Os núcleos têm dois objetivos complementares. O primeiro é manter a base social organizada na região, informada do andamento do projeto habitacional e mobilizada para realizar novas lutas. O segundo é avançar na pauta de reivindicações. O MTST não é um movimento de moradia. Temos a clareza de que a falta de moradia é apenas um dentre os muitos problemas produzidos pelo capitalismo. Segmenta-los é um erro grave de setores da esquerda.

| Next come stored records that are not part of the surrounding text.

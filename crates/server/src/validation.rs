//! Request payload validation.
//!
//! Every function returns the cleaned value on success and a
//! [`ValidationError`] carrying the exact client-facing message on failure.
//! Handlers surface these as 400 responses.

use cafe_wifi_core::types::Amenity;
use serde::Deserialize;
use thiserror::Error;

use crate::models::GeoPoint;

/// A rejected request field, with the message returned to the client.
#[derive(Debug, Clone, PartialEq, Eq, Error)]
pub enum ValidationError {
    #[error("Name must be between 3-100 characters")]
    Name,
    #[error("Address must be between 10-200 characters")]
    Address,
    #[error("Contact must be a 10-digit number")]
    Contact,
    #[error("Description cannot exceed 500 characters")]
    Description,
    #[error("Review cannot exceed 500 characters")]
    Review,
    #[error("Rating must be between 1 and 5")]
    Rating,
    #[error("Cafe ID is required")]
    CafeIdRequired,
    #[error("Cafe IDs are required")]
    IdsRequired,
    #[error("{field} cannot exceed {max} characters")]
    TooLong { field: &'static str, max: usize },
    #[error("Valid download speed is required")]
    DownloadRequired,
    #[error("{field} must be between 0 and 1000")]
    SpeedRange { field: &'static str },
    #[error("Latitude must be between -90 and 90")]
    Latitude,
    #[error("Longitude must be between -180 and 180")]
    Longitude,
    #[error("Latitude and longitude must be provided together")]
    LocationPair,
    #[error("Must provide between 1 and 10 cafe IDs")]
    CompareCount,
    #[error("Invalid time range. Use 7d, 30d, or 90d")]
    TimeRange,
    #[error("Invalid amenity: {0}")]
    Amenity(String),
}

/// A JSON field that clients send either as a number or a string.
#[derive(Debug, Clone, Deserialize)]
#[serde(untagged)]
pub enum NumberOrText {
    Number(i64),
    Text(String),
}

/// Activity window for the user activity endpoint.
#[derive(Debug, Clone, Copy, PartialEq, Eq)]
pub enum TimeRange {
    Week,
    Month,
    Quarter,
}

impl TimeRange {
    /// Parse a `timeRange` query value. Absent means the default month view.
    ///
    /// # Errors
    ///
    /// Returns `ValidationError::TimeRange` for anything other than
    /// `7d`, `30d`, or `90d`.
    pub fn parse(raw: Option<&str>) -> Result<Self, ValidationError> {
        match raw {
            None | Some("30d") => Ok(Self::Month),
            Some("7d") => Ok(Self::Week),
            Some("90d") => Ok(Self::Quarter),
            Some(_) => Err(ValidationError::TimeRange),
        }
    }

    #[must_use]
    pub const fn days(self) -> i64 {
        match self {
            Self::Week => 7,
            Self::Month => 30,
            Self::Quarter => 90,
        }
    }

    #[must_use]
    pub const fn label(self) -> &'static str {
        match self {
            Self::Week => "7d",
            Self::Month => "30d",
            Self::Quarter => "90d",
        }
    }
}

/// Cafe name, trimmed, 3 to 100 characters.
///
/// # Errors
///
/// Returns `ValidationError::Name` outside that range.
pub fn cafe_name(raw: &str) -> Result<String, ValidationError> {
    let name = raw.trim();
    let len = name.chars().count();
    if (3..=100).contains(&len) {
        Ok(name.to_string())
    } else {
        Err(ValidationError::Name)
    }
}

/// Cafe address, trimmed, 10 to 200 characters.
///
/// # Errors
///
/// Returns `ValidationError::Address` outside that range.
pub fn cafe_address(raw: &str) -> Result<String, ValidationError> {
    let address = raw.trim();
    let len = address.chars().count();
    if (10..=200).contains(&len) {
        Ok(address.to_string())
    } else {
        Err(ValidationError::Address)
    }
}

/// Contact number, accepted as a JSON number or a digit string.
///
/// Digit strings may carry a leading zero; they still parse into the stored
/// numeric form.
///
/// # Errors
///
/// Returns `ValidationError::Contact` unless the value is exactly 10 digits.
pub fn contact_number(raw: &NumberOrText) -> Result<i64, ValidationError> {
    match raw {
        NumberOrText::Number(n) => {
            if (1_000_000_000..=9_999_999_999).contains(n) {
                Ok(*n)
            } else {
                Err(ValidationError::Contact)
            }
        }
        NumberOrText::Text(s) => {
            let digits = s.trim();
            if digits.len() == 10 && digits.bytes().all(|b| b.is_ascii_digit()) {
                digits.parse().map_err(|_| ValidationError::Contact)
            } else {
                Err(ValidationError::Contact)
            }
        }
    }
}

/// Optional description, trimmed, at most 500 characters. Empty becomes
/// `None`.
///
/// # Errors
///
/// Returns `ValidationError::Description` when too long.
pub fn description(raw: Option<&str>) -> Result<Option<String>, ValidationError> {
    bounded_optional(raw, 500).map_err(|()| ValidationError::Description)
}

/// Optional review text, trimmed, at most 500 characters.
///
/// # Errors
///
/// Returns `ValidationError::Review` when too long.
pub fn review(raw: Option<&str>) -> Result<Option<String>, ValidationError> {
    bounded_optional(raw, 500).map_err(|()| ValidationError::Review)
}

/// Optional profile field, trimmed, at most `max` characters.
///
/// # Errors
///
/// Returns `ValidationError::TooLong` naming the field when too long.
pub fn profile_field(
    field: &'static str,
    raw: Option<&str>,
    max: usize,
) -> Result<Option<String>, ValidationError> {
    bounded_optional(raw, max).map_err(|()| ValidationError::TooLong { field, max })
}

fn bounded_optional(raw: Option<&str>, max: usize) -> Result<Option<String>, ()> {
    let Some(text) = raw.map(str::trim).filter(|t| !t.is_empty()) else {
        return Ok(None);
    };
    if text.chars().count() > max {
        return Err(());
    }
    Ok(Some(text.to_string()))
}

/// Star rating, required, 1 to 5 inclusive. Half stars are allowed.
///
/// # Errors
///
/// Returns `ValidationError::Rating` when absent or out of range.
pub fn rating_value(raw: Option<f64>) -> Result<f64, ValidationError> {
    match raw {
        Some(value) if value.is_finite() && (1.0..=5.0).contains(&value) => Ok(value),
        _ => Err(ValidationError::Rating),
    }
}

/// Download speed in Mbps, required and positive, capped at 1000.
///
/// # Errors
///
/// Returns `ValidationError::DownloadRequired` when absent or non-positive,
/// `ValidationError::SpeedRange` above the cap.
pub fn download_speed(raw: Option<f64>) -> Result<f64, ValidationError> {
    match raw {
        Some(value) if value.is_finite() && value > 0.0 => {
            if value <= 1000.0 {
                Ok(value)
            } else {
                Err(ValidationError::SpeedRange {
                    field: "Download speed",
                })
            }
        }
        _ => Err(ValidationError::DownloadRequired),
    }
}

/// Optional speed measurement in Mbps, defaulting to 0.
///
/// # Errors
///
/// Returns `ValidationError::SpeedRange` outside 0 to 1000.
pub fn optional_speed(raw: Option<f64>, field: &'static str) -> Result<f64, ValidationError> {
    match raw {
        None => Ok(0.0),
        Some(value) if value.is_finite() && (0.0..=1000.0).contains(&value) => Ok(value),
        Some(_) => Err(ValidationError::SpeedRange { field }),
    }
}

/// Optional coordinate pair. Both components must be present together and
/// within WGS 84 bounds.
///
/// # Errors
///
/// Returns `ValidationError::LocationPair` for a lone component, otherwise
/// `Latitude` / `Longitude` for out-of-range values.
pub fn coordinates(
    latitude: Option<f64>,
    longitude: Option<f64>,
) -> Result<Option<GeoPoint>, ValidationError> {
    match (latitude, longitude) {
        (None, None) => Ok(None),
        (Some(lat), Some(lng)) => {
            if !lat.is_finite() || !(-90.0..=90.0).contains(&lat) {
                return Err(ValidationError::Latitude);
            }
            if !lng.is_finite() || !(-180.0..=180.0).contains(&lng) {
                return Err(ValidationError::Longitude);
            }
            Ok(Some(GeoPoint {
                latitude: lat,
                longitude: lng,
            }))
        }
        _ => Err(ValidationError::LocationPair),
    }
}

/// Parse amenity slugs, rejecting the first unknown one.
///
/// # Errors
///
/// Returns `ValidationError::Amenity` naming the unknown slug.
pub fn amenities(raw: &[String]) -> Result<Vec<Amenity>, ValidationError> {
    raw.iter()
        .map(|slug| {
            slug.parse::<Amenity>()
                .map_err(|_| ValidationError::Amenity(slug.clone()))
        })
        .collect()
}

Por isso os nove núcleos de base que formamos aqui na Zona Sul têm o objetivo de levantar outras bandeiras, desenvolver lutas de acordo com os problemas principais de cada comunidade. Para isso criamos o instrumento da Associação Periferia Ativa. Por exemplo, no Jardim Helga, nós estamos organizando a comunidade em torno da reivindicação de uma creche, envolvendo também pessoas que não participariam de uma ocupação. Assim, o trabalho se expande e se qualifica ao mesmo tempo.

 Fale um pouco mais da Associação Periferia Ativa?

A Associação Periferia Ativa é um espaço de unidade que reúne dezenas de associações e militantes comunitários na Grande São Paulo. Tem uma força maior nas regiões sul e oeste da metrópole, mas também está em Guarulhos e no ABC. Seu objetivo central é organizar e unificar lutas específicas nas comunidades. O método da APA é a atuação territorial nas periferias estimulando o poder popular e a mobilização.

Hoje estamos encampando a luta pela tarifa social de energia elétrica. A Eletropaulo está privando do direito à luz aquelas famílias que não podem pagar suas taxas abusivas; são as reintegrações de fios, que tem acontecido em todo o estado de São Paulo. Vamos travar lutas reivindicando uma tarifa reduzida, aliás, já prevista em lei, para o povo pobre.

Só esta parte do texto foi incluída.